2 Metoclopramide/dexamethasone; phenothiazines/dexamethasone; dexamethasone alone; prochlorperazine.
3 Usually mild to moderate in severity.

Gastrointestinal: In single-day dosing studies in which adverse events were collected for 7 days, nausea (15%) and vomiting (9%) were recorded as adverse events after the 24-hour efficacy assessment period.

Hepatic: In comparative trials, elevation of AST and ALT (>2 times the upper limit of normal) following the administration of oral granisetron HCl occurred in 5% and 6% of patients, respectively. These frequencies were not significantly different from those seen with comparators (AST: 2%; ALT: 9%).

Cardiovascular: Hypertension (1%); hypotension, angina pectoris, atrial fibrillation and syncope have been observed rarely.

Central Nervous System: Dizziness (3%), insomnia (3%), anxiety (2%), somnolence (1%). One case compatible with but not diagnostic of extrapyramidal symptoms has been reported in a patient treated with oral granisetron HCl.

Hypersensitivity: Rare cases of hypersensitivity reactions, sometimes severe (e.g., anaphylaxis, shortness of breath, hypotension, urticaria) have been reported.

Other: Fever (5%). Events often associated with chemotherapy also have been reported: leukopenia (11%), decreased appetite (5%), anemia (4%), alopecia (3%), thrombocytopenia (3%).

Over 5,000 patients have received injectable granisetron HCl in clinical trials.

TABLE 12 gives the comparative frequencies of the five commonly reported adverse events ( ≥3%) in patients receiving granisetron HCl injection, 40 mcg/kg, in single-day chemotherapy trials. These patients received chemotherapy, primarily cisplatin, and intravenous fluids during the 24- hour period following granisetron HCl injection administration.

TABLE 12 - Principal Adverse Events in Clinical Trials--Single-Day Chemotherapy

Number of Patients with Event
Kytril Injection1 Comparator2
  40 mcg/kg  
  (n=1,268) (n=422)
Headache
14% 6%
Asthenia
5% 6%
Somnolence
4% 15%
Diarrhea
4% 6%
Constipation
3% 3%
1 Adverse events were generally recorded over 7 days post-Kytril Injection administration.
2 Metoclopramide/ dexamethasone and phenothiazines/ dexamethasone.

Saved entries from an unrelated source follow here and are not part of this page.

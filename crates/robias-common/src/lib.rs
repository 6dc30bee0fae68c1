//! robias-common — Shared types and errors used across all robias crates.

pub mod error;
pub mod sandbox;
pub mod usage;

// Re-export commonly used types
pub use error::{Result, RobiasError};
pub use sandbox::SandboxClient;
pub use usage::TokenUsage;
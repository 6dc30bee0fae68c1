//! Prompt scripts.
//!
//! A script is a YAML document:
//!
//! ```yaml
//! Intro: You are assessing risk of bias in a randomised trial.
//! OutputFormat: Answer each criterion with Yes or No.
//! Criteria:
//!   RandomSequence: Was the allocation sequence randomly generated?
//!   Concealment: Was allocation adequately concealed?
//! ```
//!
//! Criteria keep the order they are written in; that order drives the
//! per-criterion calls and the summary columns.

use std::path::Path;

use serde::Serialize;
use serde_yaml::Value;
use tracing::debug;

use crate::error::AssessError;

#[derive(Debug, Clone, PartialEq, Serialize)]
pub struct Criterion {
    pub key: String,
    pub prompt: String,
}

#[derive(Debug, Clone, PartialEq, Serialize)]
pub struct PromptScript {
    pub intro: String,
    pub output_format: String,
    pub criteria: Vec<Criterion>,
}

impl PromptScript {
    pub fn load(path: &Path) -> Result<Self, AssessError> {
        let text = std::fs::read_to_string(path).map_err(|e| AssessError::io(path, e))?;
        let script = Self::from_yaml_str(&text)?;
        debug!(path = %path.display(), criteria = script.criteria.len(), "Prompt script loaded");
        Ok(script)
    }

    pub fn from_yaml_str(text: &str) -> Result<Self, AssessError> {
        let doc: Value = serde_yaml::from_str(text)?;

        let intro = string_field(&doc, "Intro")?;
        let output_format = string_field(&doc, "OutputFormat")?;

        let mapping = match doc.get("Criteria") {
            None | Some(Value::Null) => return Err(AssessError::PromptMissingKey("Criteria")),
            Some(Value::Mapping(m)) => m,
            Some(_) => return Err(AssessError::PromptNotAString("Criteria".to_string())),
        };

        let mut criteria = Vec::with_capacity(mapping.len());
        for (key, value) in mapping {
            let key = match key {
                Value::String(s) => s.clone(),
                Value::Number(n) => n.to_string(),
                Value::Bool(b)   => b.to_string(),
                _ => return Err(AssessError::PromptNotAString("Criteria key".to_string())),
            };
            let prompt = value
                .as_str()
                .ok_or_else(|| AssessError::PromptNotAString(format!("Criteria.{key}")))?
                .to_string();
            criteria.push(Criterion { key, prompt });
        }

        if criteria.is_empty() {
            return Err(AssessError::NoCriteria);
        }

        Ok(Self { intro, output_format, criteria })
    }

    /// System instructions sent with every call.
    pub fn instructions(&self) -> String {
        format!("{}\n{}", self.intro, self.output_format)
    }

    /// Every criterion prompt, one per line, for the all-criteria strategy.
    pub fn combined_body(&self) -> String {
        self.criteria
            .iter()
            .map(|c| c.prompt.as_str())
            .collect::<Vec<_>>()
            .join("\n")
    }

    pub fn criterion_keys(&self) -> Vec<&str> {
        self.criteria.iter().map(|c| c.key.as_str()).collect()
    }
}

fn string_field(doc: &Value, key: &'static str) -> Result<String, AssessError> {
    match doc.get(key) {
        None | Some(Value::Null) => Err(AssessError::PromptMissingKey(key)),
        Some(Value::String(s))   => Ok(s.clone()),
        Some(_)                  => Err(AssessError::PromptNotAString(key.to_string())),
    }
}
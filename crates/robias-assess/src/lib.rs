//! robias-assess — Risk-of-bias assessment engine.
//! - Prompt script loading (intro, output format, ordered criteria)
//! - Structured result schemas for both strategies
//! - Batch engine with per-call retry and per-paper failure isolation
//! - Resume journal
//! - Notes, summary CSV and audit writers

pub mod error;
pub mod journal;
pub mod models;
pub mod output;
pub mod pipeline;
pub mod prompt;
pub mod schema;
pub mod summary;

pub use error::AssessError;
pub use journal::Journal;
pub use models::{
    AssessmentProgress, AssessmentReport, AssessmentStrategy, InputSource, PaperOutcome,
    PaperStatus,
};
pub use output::{run_timestamp, save_outputs, summary_header, SavedOutputs};
pub use pipeline::{run_assessment, AssessmentJob};
pub use prompt::{Criterion, PromptScript};
pub use schema::{AllCriteriaResult, CriterionResult};
pub use summary::split_summary;
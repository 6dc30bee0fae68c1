//! Local token estimation.
//! Used for pre-call logging only; accounting uses API-reported usage.

/// Rough token estimation: words / 0.75 (BPE averages ~1.3 tokens/word).
pub fn estimate_tokens(text: &str) -> usize {
    let words = text.split_whitespace().count();
    ((words as f32) / 0.75).ceil() as usize
}
//! lopdf-based PDF text extraction.
//! Used when PDFs are assessed from disk instead of the provider file store,
//! e.g. with a self-hosted backend that cannot read stored files.

use std::path::Path;

use lopdf::Document as PdfDoc;
use tracing::debug;

use crate::error::IngestionError;

/// Parsed PDF document.
#[derive(Debug, Clone)]
pub struct ParsedPdf {
    pub title: Option<String>,
    pub full_text: String,
    pub page_count: usize,
}

/// Parse a PDF file and extract its text, page by page.
/// Pages whose content cannot be decoded are skipped.
pub fn parse_pdf_text(pdf_path: &Path) -> Result<ParsedPdf, IngestionError> {
    let pdf = PdfDoc::load(pdf_path).map_err(|source| IngestionError::Pdf {
        path: pdf_path.to_path_buf(),
        source,
    })?;

    let pages = pdf.get_pages();
    let mut full_text = String::new();

    for page_num in pages.keys() {
        match pdf.extract_text(&[*page_num]) {
            Ok(text) => {
                full_text.push_str(&normalise_whitespace(&text));
                full_text.push('\n');
            }
            Err(e) => {
                debug!(path = %pdf_path.display(), page = page_num, error = %e, "Skipping undecodable page");
            }
        }
    }

    if full_text.trim().is_empty() {
        return Err(IngestionError::EmptyPdf(pdf_path.to_path_buf()));
    }

    Ok(ParsedPdf {
        title: extract_title(&full_text),
        full_text,
        page_count: pages.len(),
    })
}

/// Collapse runs of spaces and drop blank-line runs left by text extraction.
fn normalise_whitespace(text: &str) -> String {
    let mut out = String::with_capacity(text.len());
    let mut blank_run = 0;
    for line in text.lines() {
        let line = line.split_whitespace().collect::<Vec<_>>().join(" ");
        if line.is_empty() {
            blank_run += 1;
            if blank_run > 1 {
                continue;
            }
        } else {
            blank_run = 0;
        }
        out.push_str(&line);
        out.push('\n');
    }
    out
}

fn extract_title(text: &str) -> Option<String> {
    // First non-empty line is usually title
    text.lines()
        .find(|l| l.trim().len() > 10)
        .map(|s| s.trim().to_string())
}

#[cfg(test)]
mod tests {
    use super::*;
    use lopdf::content::{Content, Operation};
    use lopdf::{dictionary, Object, Stream};

    fn write_pdf(path: &Path, line: &str) {
        let mut doc = PdfDoc::with_version("1.5");
        let pages_id = doc.new_object_id();
        let font_id = doc.add_object(dictionary! {
            "Type" => "Font",
            "Subtype" => "Type1",
            "BaseFont" => "Courier",
        });
        let resources_id = doc.add_object(dictionary! {
            "Font" => dictionary! { "F1" => font_id },
        });
        let content = Content {
            operations: vec![
                Operation::new("BT", vec![]),
                Operation::new("Tf", vec!["F1".into(), 24.into()]),
                Operation::new("Td", vec![72.into(), 700.into()]),
                Operation::new("Tj", vec![Object::string_literal(line)]),
                Operation::new("ET", vec![]),
            ],
        };
        let content_id = doc.add_object(Stream::new(dictionary! {}, content.encode().unwrap()));
        let page_id = doc.add_object(dictionary! {
            "Type" => "Page",
            "Parent" => pages_id,
            "Contents" => content_id,
        });
        let pages = dictionary! {
            "Type" => "Pages",
            "Kids" => vec![page_id.into()],
            "Count" => 1,
            "Resources" => resources_id,
            "MediaBox" => vec![0.into(), 0.into(), 595.into(), 842.into()],
        };
        doc.objects.insert(pages_id, Object::Dictionary(pages));
        let catalog_id = doc.add_object(dictionary! {
            "Type" => "Catalog",
            "Pages" => pages_id,
        });
        doc.trailer.set("Root", catalog_id);
        doc.save(path).unwrap();
    }

    #[test]
    fn test_extracts_text_from_generated_pdf() {
        let dir = tempfile::tempdir().unwrap();
        let path = dir.path().join("trial.pdf");
        write_pdf(&path, "Randomised controlled trial of aspirin");

        let parsed = parse_pdf_text(&path).unwrap();
        assert_eq!(parsed.page_count, 1);
        assert!(parsed.full_text.contains("Randomised controlled trial"));
        assert_eq!(parsed.title.as_deref(), Some("Randomised controlled trial of aspirin"));
    }

    #[test]
    fn test_garbage_bytes_are_a_pdf_error() {
        let dir = tempfile::tempdir().unwrap();
        let path = dir.path().join("broken.pdf");
        std::fs::write(&path, b"this is not a pdf").unwrap();
        assert!(matches!(parse_pdf_text(&path), Err(IngestionError::Pdf { .. })));
    }

    #[test]
    fn test_normalise_whitespace() {
        let text = "Title   of  paper\n\n\n\nBody    text\n";
        assert_eq!(normalise_whitespace(text), "Title of paper\n\nBody text\n");
    }

    #[test]
    fn test_title_skips_short_lines() {
        assert_eq!(
            extract_title("p. 1\nEffect of exercise on blood pressure\n"),
            Some("Effect of exercise on blood pressure".to_string())
        );
    }
}
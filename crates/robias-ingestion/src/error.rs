use std::path::PathBuf;

use robias_llm::LlmError;
use thiserror::Error;

#[derive(Debug, Error)]
pub enum IngestionError {
    #[error("I/O error on {path}: {source}")]
    Io {
        path: PathBuf,
        #[source]
        source: std::io::Error,
    },

    #[error("PDF parse error for {path}: {source}")]
    Pdf {
        path: PathBuf,
        #[source]
        source: lopdf::Error,
    },

    #[error("PDF {0} has no extractable text")]
    EmptyPdf(PathBuf),

    #[error("Not a directory: {0}")]
    NotADirectory(PathBuf),

    #[error(transparent)]
    Llm(#[from] LlmError),

    #[error("Background task failed: {0}")]
    Join(#[from] tokio::task::JoinError),
}

impl IngestionError {
    pub(crate) fn io(path: impl Into<PathBuf>, source: std::io::Error) -> Self {
        IngestionError::Io { path: path.into(), source }
    }
}
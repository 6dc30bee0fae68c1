//! Configuration loading for robias.
//! Reads robias.toml from the current directory, the `--config` path, or the
//! path in the ROBIAS_CONFIG env var.

use std::path::{Path, PathBuf};
use std::time::Duration;

use anyhow::Context;
use robias_llm::RetryConfig;
use secrecy::SecretString;
use serde::{Deserialize, Serialize};

pub const API_KEY_ENV: &str = "ROBIAS_OPENAI_API_KEY";

#[derive(Debug, Clone, Default, Serialize, Deserialize)]
pub struct Config {
    #[serde(default)]
    pub llm: LlmConfig,
    #[serde(default)]
    pub retry: RetrySettings,
    #[serde(default)]
    pub assessment: AssessmentConfig,
    #[serde(default)]
    pub paths: PathsConfig,
}

#[derive(Clone, Serialize, Deserialize)]
pub struct LlmConfig {
    /// `openai` or `openai_compatible`.
    #[serde(default = "default_provider")]
    pub provider: String,
    #[serde(default = "default_model")]
    pub model: String,
    /// Omitted from requests when unset.
    #[serde(default)]
    pub temperature: Option<f32>,
    /// Server root without `/v1`. Required for `openai_compatible`.
    #[serde(default)]
    pub base_url: Option<String>,
    #[serde(default, skip_serializing)]
    pub api_key: Option<String>,
    #[serde(default = "default_timeout_secs")]
    pub timeout_secs: u64,
}

fn default_provider()     -> String { "openai".to_string() }
fn default_model()        -> String { "gpt-4o".to_string() }
fn default_timeout_secs() -> u64    { 120 }

impl Default for LlmConfig {
    fn default() -> Self {
        Self {
            provider: default_provider(),
            model: default_model(),
            temperature: None,
            base_url: None,
            api_key: None,
            timeout_secs: default_timeout_secs(),
        }
    }
}

impl std::fmt::Debug for LlmConfig {
    fn fmt(&self, f: &mut std::fmt::Formatter<'_>) -> std::fmt::Result {
        f.debug_struct("LlmConfig")
            .field("provider", &self.provider)
            .field("model", &self.model)
            .field("temperature", &self.temperature)
            .field("base_url", &self.base_url)
            .field("api_key", &self.api_key.as_ref().map(|_| "[REDACTED]"))
            .field("timeout_secs", &self.timeout_secs)
            .finish()
    }
}

impl LlmConfig {
    /// `llm.api_key` if set and non-empty, otherwise ROBIAS_OPENAI_API_KEY.
    pub fn resolve_api_key(&self) -> Option<SecretString> {
        self.api_key
            .clone()
            .filter(|k| !k.trim().is_empty())
            .or_else(|| std::env::var(API_KEY_ENV).ok().filter(|k| !k.trim().is_empty()))
            .map(SecretString::from)
    }

    pub fn timeout(&self) -> Duration {
        Duration::from_secs(self.timeout_secs)
    }
}

#[derive(Debug, Clone, Serialize, Deserialize)]
pub struct RetrySettings {
    #[serde(default = "default_max_attempts")]
    pub max_attempts: u32,
    #[serde(default = "default_initial_backoff_ms")]
    pub initial_backoff_ms: u64,
    #[serde(default = "default_max_backoff_ms")]
    pub max_backoff_ms: u64,
    #[serde(default = "default_multiplier")]
    pub multiplier: f64,
}

fn default_max_attempts()       -> u32 { 5 }
fn default_initial_backoff_ms() -> u64 { 1_000 }
fn default_max_backoff_ms()     -> u64 { 60_000 }
fn default_multiplier()         -> f64 { 2.0 }

impl Default for RetrySettings {
    fn default() -> Self {
        Self {
            max_attempts: default_max_attempts(),
            initial_backoff_ms: default_initial_backoff_ms(),
            max_backoff_ms: default_max_backoff_ms(),
            multiplier: default_multiplier(),
        }
    }
}

impl RetrySettings {
    pub fn to_retry_config(&self) -> RetryConfig {
        RetryConfig {
            max_attempts: self.max_attempts.max(1),
            initial_backoff: Duration::from_millis(self.initial_backoff_ms),
            max_backoff: Duration::from_millis(self.max_backoff_ms),
            multiplier: self.multiplier,
        }
    }
}

#[derive(Debug, Clone, Serialize, Deserialize)]
pub struct AssessmentConfig {
    /// Pause after every model call.
    #[serde(default = "default_call_delay_ms")]
    pub call_delay_ms: u64,
    /// Pause between file uploads.
    #[serde(default = "default_upload_delay_ms")]
    pub upload_delay_ms: u64,
    /// Comma-separated summary header; derived from the criteria when unset.
    #[serde(default)]
    pub csv_header: Option<String>,
}

fn default_call_delay_ms()   -> u64 { 500 }
fn default_upload_delay_ms() -> u64 { 1_000 }

impl Default for AssessmentConfig {
    fn default() -> Self {
        Self {
            call_delay_ms: default_call_delay_ms(),
            upload_delay_ms: default_upload_delay_ms(),
            csv_header: None,
        }
    }
}

#[derive(Debug, Clone, Serialize, Deserialize)]
pub struct PathsConfig {
    #[serde(default = "default_pdf_input_dir")]
    pub pdf_input_dir: PathBuf,
    #[serde(default = "default_plain_text_input_dir")]
    pub plain_text_input_dir: PathBuf,
    #[serde(default = "default_output_dir")]
    pub output_dir: PathBuf,
    #[serde(default = "default_prompt_file")]
    pub prompt_file: PathBuf,
    #[serde(default = "default_log_dir")]
    pub log_dir: PathBuf,
}

fn default_pdf_input_dir()        -> PathBuf { PathBuf::from("input/pdf") }
fn default_plain_text_input_dir() -> PathBuf { PathBuf::from("input/text") }
fn default_output_dir()           -> PathBuf { PathBuf::from("output") }
fn default_prompt_file()          -> PathBuf { PathBuf::from("prompt.yaml") }
fn default_log_dir()              -> PathBuf { PathBuf::from("logs") }

impl Default for PathsConfig {
    fn default() -> Self {
        Self {
            pdf_input_dir: default_pdf_input_dir(),
            plain_text_input_dir: default_plain_text_input_dir(),
            output_dir: default_output_dir(),
            prompt_file: default_prompt_file(),
            log_dir: default_log_dir(),
        }
    }
}


impl Config {
    /// Load configuration from `path`, or from ROBIAS_CONFIG, or robias.toml.
    pub fn load(path: Option<&Path>) -> anyhow::Result<Self> {
        let path = match path {
            Some(p) => p.to_path_buf(),
            None => PathBuf::from(std::env::var("ROBIAS_CONFIG").unwrap_or_else(|_| "robias.toml".to_string())),
        };

        if !path.exists() {
            anyhow::bail!(
                "Config file not found: {}\n\
                 Copy robias.example.toml to robias.toml and edit it.",
                path.display()
            );
        }

        let content = std::fs::read_to_string(&path)
            .with_context(|| format!("reading {}", path.display()))?;
        Self::from_toml_str(&content).with_context(|| format!("parsing {}", path.display()))
    }

    pub fn from_toml_str(content: &str) -> anyhow::Result<Self> {
        Ok(toml::from_str(content)?)
    }
}
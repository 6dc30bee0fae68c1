//! Data models for document intake.

use std::path::PathBuf;

use serde::{Deserialize, Serialize};

/// A document queued for assessment. Content is loaded lazily so that a
/// read failure only affects this one document.
#[derive(Debug, Clone, PartialEq, Serialize, Deserialize)]
pub struct DocumentRef {
    pub file_name: String,
    pub kind: DocumentKind,
}

#[derive(Debug, Clone, PartialEq, Serialize, Deserialize)]
#[serde(tag = "kind", rename_all = "snake_case")]
pub enum DocumentKind {
    /// Markdown or plain text already converted from the paper.
    PlainText { path: PathBuf },
    /// A PDF on disk whose text is extracted locally.
    LocalPdf { path: PathBuf },
    /// A PDF previously uploaded to the provider's file store.
    Stored { file_id: String },
}

impl DocumentKind {
    pub fn as_str(&self) -> &'static str {
        match self {
            DocumentKind::PlainText { .. } => "plain_text",
            DocumentKind::LocalPdf { .. }  => "local_pdf",
            DocumentKind::Stored { .. }    => "stored",
        }
    }
}

impl DocumentRef {
    pub fn plain_text(path: impl Into<PathBuf>) -> Self {
        let path = path.into();
        Self { file_name: file_name_of(&path), kind: DocumentKind::PlainText { path } }
    }

    pub fn local_pdf(path: impl Into<PathBuf>) -> Self {
        let path = path.into();
        Self { file_name: file_name_of(&path), kind: DocumentKind::LocalPdf { path } }
    }

    pub fn stored(file_name: impl Into<String>, file_id: impl Into<String>) -> Self {
        Self { file_name: file_name.into(), kind: DocumentKind::Stored { file_id: file_id.into() } }
    }
}

fn file_name_of(path: &std::path::Path) -> String {
    path.file_name()
        .map(|n| n.to_string_lossy().into_owned())
        .unwrap_or_else(|| path.display().to_string())
}

/// What is actually sent to the model for one document.
#[derive(Debug, Clone, PartialEq)]
pub enum DocumentPayload {
    Text(String),
    File { file_id: String },
}
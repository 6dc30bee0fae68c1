//! robias-llm — LLM backend abstraction layer.
//! Structured-output completions, the provider file store, retry with
//! backoff around completions, and the per-call audit trail.

pub mod audit;
pub mod backend;
pub mod files;
pub mod retry;
pub mod schema;

pub use audit::LlmAuditEntry;
pub use backend::{
    InputPart, LlmBackend, LlmError, OpenAiBackend, OpenAiCompatibleBackend, StructuredRequest,
    StructuredResponse,
};
pub use files::{delete_all, DeleteReport, FileStore, OpenAiFileStore, StoredFile};
pub use retry::{with_retry, Retried, RetryConfig, RetryFailure, RetryPolicy};
pub use schema::{OutputSchema, StructuredOutput};
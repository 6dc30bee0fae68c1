//! Retry with exponential backoff around a single model call.
//!
//! Every [`LlmError`] maps to a [`RetryPolicy`]. Transient failures (timeouts,
//! 429/5xx responses, malformed model output) are retried with a doubling
//! delay; anything else is returned immediately.

use std::future::Future;
use std::time::Duration;

use thiserror::Error;
use tracing::warn;

use crate::backend::LlmError;

/// Whether an error condition is safe to retry and, if so, after what delay.
#[derive(Debug, Clone, PartialEq)]
pub enum RetryPolicy {
    /// `after` is a server-supplied minimum delay (from `Retry-After`).
    /// `None` means apply the configured backoff schedule.
    Retryable { after: Option<Duration> },
    NonRetryable,
}

#[derive(Debug, Clone, PartialEq)]
pub struct RetryConfig {
    /// Total attempts including the first one. Never less than 1.
    pub max_attempts: u32,
    pub initial_backoff: Duration,
    pub max_backoff: Duration,
    pub multiplier: f64,
}

impl Default for RetryConfig {
    fn default() -> Self {
        Self {
            max_attempts: 5,
            initial_backoff: Duration::from_secs(1),
            max_backoff: Duration::from_secs(60),
            multiplier: 2.0,
        }
    }
}

impl RetryConfig {
    /// A single attempt, no retries.
    pub fn none() -> Self {
        Self { max_attempts: 1, ..Self::default() }
    }

    /// Delay before attempt `failed_attempt + 1`, where `failed_attempt` is 1-based.
    pub fn backoff_for(&self, failed_attempt: u32) -> Duration {
        let exp = failed_attempt.saturating_sub(1).min(32) as i32;
        let secs = self.initial_backoff.as_secs_f64() * self.multiplier.max(1.0).powi(exp);
        let capped = secs.min(self.max_backoff.as_secs_f64());
        Duration::try_from_secs_f64(capped.max(0.0)).unwrap_or(self.max_backoff)
    }

    fn delay_for(&self, failed_attempt: u32, after: Option<Duration>) -> Duration {
        match after {
            Some(server) => server.min(self.max_backoff),
            None         => self.backoff_for(failed_attempt),
        }
    }
}

/// A successful value and the number of attempts it took.
#[derive(Debug, Clone, PartialEq)]
pub struct Retried<T> {
    pub value: T,
    pub attempts: u32,
}

/// The last error once retries are exhausted or the error was not retryable.
#[derive(Debug, Error)]
#[error("{source} (after {attempts} attempt(s))")]
pub struct RetryFailure {
    pub attempts: u32,
    #[source]
    pub source: LlmError,
}

/// Run `op` until it succeeds, fails with a non-retryable error, or
/// `config.max_attempts` is reached.
pub async fn with_retry<T, F, Fut>(
    config: &RetryConfig,
    label: &str,
    mut op: F,
) -> Result<Retried<T>, RetryFailure>
where
    F: FnMut() -> Fut,
    Fut: Future<Output = Result<T, LlmError>>,
{
    let max_attempts = config.max_attempts.max(1);
    let mut attempt = 1;

    loop {
        match op().await {
            Ok(value) => return Ok(Retried { value, attempts: attempt }),
            Err(err) => {
                let after = match err.retry_policy() {
                    RetryPolicy::Retryable { after } if attempt < max_attempts => after,
                    _ => return Err(RetryFailure { attempts: attempt, source: err }),
                };
                let delay = config.delay_for(attempt, after);
                warn!(
                    call = label,
                    attempt,
                    max_attempts,
                    delay_ms = delay.as_millis() as u64,
                    error = %err,
                    "Transient LLM failure, retrying"
                );
                tokio::time::sleep(delay).await;
                attempt += 1;
            }
        }
    }
}
/// High-level response after a surface error.
#[derive(Debug, Copy, Clone, Eq, PartialEq)]
pub enum SurfaceErrorAction {
    /// Surface was reconfigured; rendering may resume next frame.
    Reconfigured,
    /// Transient error; skip the current frame.
    SkipFrame,
    /// Fatal error (commonly OOM); terminate gracefully.
    Fatal,
}

impl SurfaceErrorAction {
    /// Maps a wgpu surface error to the action the host should take.
    ///
    /// Reconfiguration itself is done by [`super::Gpu::handle_surface_error`].
    pub fn classify(err: &wgpu::SurfaceError) -> Self {
        match err {
            wgpu::SurfaceError::Lost | wgpu::SurfaceError::Outdated => Self::Reconfigured,
            wgpu::SurfaceError::OutOfMemory => Self::Fatal,
            wgpu::SurfaceError::Timeout | wgpu::SurfaceError::Other => Self::SkipFrame,
        }
    }
}
//! Per-frame orchestration.
//!
//! [`FrameOrchestrator::render_frame`] is the engine's single per-tick entry
//! point. It never waits on tile fetches: it records the draws that are
//! possible right now into [`FrameCommands`], which the renderer then encodes
//! into one render pass.

mod commands;
mod orchestrator;

pub use commands::{FrameCommands, FrameStats, PointDraw};
pub use orchestrator::FrameOrchestrator;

In the absence of a placebo group, there is uncertainty as to how many of these events should be attributed to granisetron HCl, except for headache, which was clearly more frequent than in comparison groups.

DRUG INTERACTIONS

Granisetron does not induce or inhibit the cytochrome P-450 drug- metabolizing enzyme system. There have been no definitive drug-drug interaction studies to examine pharmacokinetic or pharmacodynamic interaction with other drugs but, in humans, granisetron HCl injection has been safely administered with drugs representing benzodiazepines, neuroleptics and anti-ulcer medications commonly prescribed with antiemetic treatments. Granisetron HCl injection also does not appear to interact with emetogenic cancer chemotherapies. Because granisetron is metabolized by hepatic cytochrome P-450 drug-metabolizing enzymes, inducers or inhibitors of these enzymes may change the clearance and, hence, the half-life of granisetron.